SNSやHPを通して情報を届け、料理人やパティシエといった食のプロの方達と交流するなど、顔の見える関係を作ることで高品質栽培をすることへの自らの意識をアップデートしていくことを大切にしています。ネットショップでも同じです。善兵衛の名に恥じないみかんを今後も贈り届けます。
CHAPTER 03
善兵衛農園
七代目園主

井上信太郎 Shintaro INOUE
善兵衛農園の七代目園主。1991年生まれ。和歌山大学観光学部を卒業し、株式会社秋津野にて2年間のグリーンツーリズム事業の事務局や3軒の柑橘農園での農業研修を経て就農。
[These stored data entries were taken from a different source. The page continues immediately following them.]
//! Collector driving a set of resources.

use crate::config::AgentConfig;
use crate::error::Result;
use crate::metrics::{
    cpu::CpuResource,
    data::HostSnapshot,
    disk::DiskResource,
    memory::MemoryResource,
    resource::{Resource, ResourceHandle},
    source::SnapshotSource,
};
use crate::sink::{MetricSink, Namespaced};
use futures_util::future::join_all;
use std::sync::Arc;
use tracing::{error, info, warn};

/// Owns every registered resource and fans out start and stop.
///
/// Resources start in registration order. Each one gets the shared sink
/// namespaced by its own name.
pub struct Collector {
    sink: Arc<dyn MetricSink>,
    resources: Vec<ResourceHandle>,
}

impl Collector {
    /// Create an empty collector emitting to `sink`.
    pub fn new(sink: Arc<dyn MetricSink>) -> Self {
        Self {
            sink,
            resources: Vec::new(),
        }
    }

    /// Create a collector with the memory, CPU and disk resources registered.
    pub fn with_defaults(
        sink: Arc<dyn MetricSink>,
        source: Arc<dyn SnapshotSource>,
        config: &AgentConfig,
    ) -> Self {
        let mut collector = Self::new(sink);
        collector.add(MemoryResource::new(config.memory(), source.clone()));
        collector.add(CpuResource::new(config.cpu(), source.clone()));
        collector.add(DiskResource::new(config.disk(), source));
        collector
    }

    /// Register a resource. Must be called before [`Collector::start`].
    pub fn add(&mut self, resource: impl Resource) {
        self.resources.push(ResourceHandle::new(resource));
    }

    /// Names of the registered resources, in registration order.
    pub fn names(&self) -> Vec<&'static str> {
        self.resources.iter().map(ResourceHandle::name).collect()
    }

    /// Start every resource in registration order.
    ///
    /// Stops at the first failure and returns it. Resources started before
    /// the failure keep running; call [`Collector::stop`] regardless.
    pub async fn start(&mut self) -> Result<()> {
        for handle in &mut self.resources {
            let sink: Arc<dyn MetricSink> =
                Arc::new(Namespaced::new(self.sink.clone(), handle.name()));
            if let Err(e) = handle.start(sink).await {
                error!(resource = handle.name(), error = %e, "failed to start resource");
                return Err(e);
            }
        }

        info!(resources = ?self.names(), "collector started");
        Ok(())
    }

    /// Signal every resource and wait until all of their loops have exited.
    ///
    /// Every resource is stopped even if some fail; the first error is
    /// returned.
    pub async fn stop(&mut self) -> Result<()> {
        for handle in &self.resources {
            handle.signal();
        }

        let results = join_all(self.resources.iter_mut().map(ResourceHandle::join)).await;

        let mut first = None;
        for (name, result) in self.names().into_iter().zip(results) {
            if let Err(e) = result {
                warn!(resource = name, error = %e, "failed to stop resource");
                first.get_or_insert(e);
            }
        }

        info!("collector stopped");
        first.map_or(Ok(()), Err)
    }
}

/// Take one reading of every subsystem without starting any loops.
///
/// Disks that cannot be read are left out of the snapshot.
pub async fn take_snapshot(
    source: &dyn SnapshotSource,
    node: impl Into<String>,
) -> Result<HostSnapshot> {
    let mut snapshot = HostSnapshot::new(node);
    snapshot.cpu = source.cpu().await?;
    snapshot.memory = source.memory().await?;

    for path in source.mounts().await? {
        match source.disk(&path).await {
            Ok(stat) => snapshot.disks.push(stat),
            Err(e) => warn!(path = %path.display(), error = %e, "skipping disk"),
        }
    }

    Ok(snapshot)
}
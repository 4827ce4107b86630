//! Resource sampling framework.
//!
//! Each resource polls its own snapshot source on its own interval, derives
//! metrics from the readings and emits them to a shared sink. The
//! [`Collector`] starts and stops them together.

pub mod collector;
pub mod cpu;
pub mod data;
pub mod disk;
pub mod memory;
pub mod procfs;
pub mod resource;
pub mod source;
pub mod window;

// Re-export commonly used items
pub use collector::{take_snapshot, Collector};
pub use data::HostSnapshot;
pub use resource::{Resource, ResourceHandle};
pub use source::SnapshotSource;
200年以上続く善兵衛農園の跡継ぎとして地元である田村で柑橘をつくっている。みかん畑での食体験「Table in farm」、食のプロを招いた「みかんの花摘み会」、全国の柑橘の魅力に気づくイベント「柑食祭」を企画運営するなど、農業の魅力を届ける活動も積極的に行う
七代目園主の思い
田舎だけども、閉鎖的ではない、開かれた地域を目指していく。僕が大学の時に農業もありだなと思えたように、他の若者にも農業の可能性を伝えていきたいと考えています。農作業の体験を受け入れることで、実際の仕事や農業への想い、農業の楽しさを知ってもらえる場をつくる。そうしてこの地域が好きになってもらえたら、ここで生きて行くという選択肢も提示できるようにしていきたいです。その為に多種多様な人々が集えるコミュニティースペースやシェアハウスを運営するなど、農園以外の活動もしています。美味しいみかんを食べたい。それは僕が一番思っていること、その為に技術探究をしながら日々改良を重ね、「美味しいみかんをつくる!」と楽しみながら農業をしています。
CHAPTER 04
善兵衛農園と
田村の土地

田村という場所
みかんとびわとシラスの里
第一次産業が盛んな人口1000人の小さな村
三つの太陽に照らされて
田村のみかんは太陽と海、そして、石垣からの反射熱で育ちます。地元農家の間ではこれを三つの太陽と呼んでいます。様々な方向から光を浴びた木々は光合成が促進され、美味しいみかんができるのです。また、ミネラルを含んだ潮風と田村特有の地層(秩父古生層)もみかんづくりには欠かせない存在です。
湯浅という町と田村
田村は一次産業の村、田村を含むこの地域は湯浅町という町です。醤油醸造発祥の地としても有名で、古くから残る重要的建造物群保存地区も観光地として魅力的です。美味しい食事処も多く、是非訪れていただきたいです。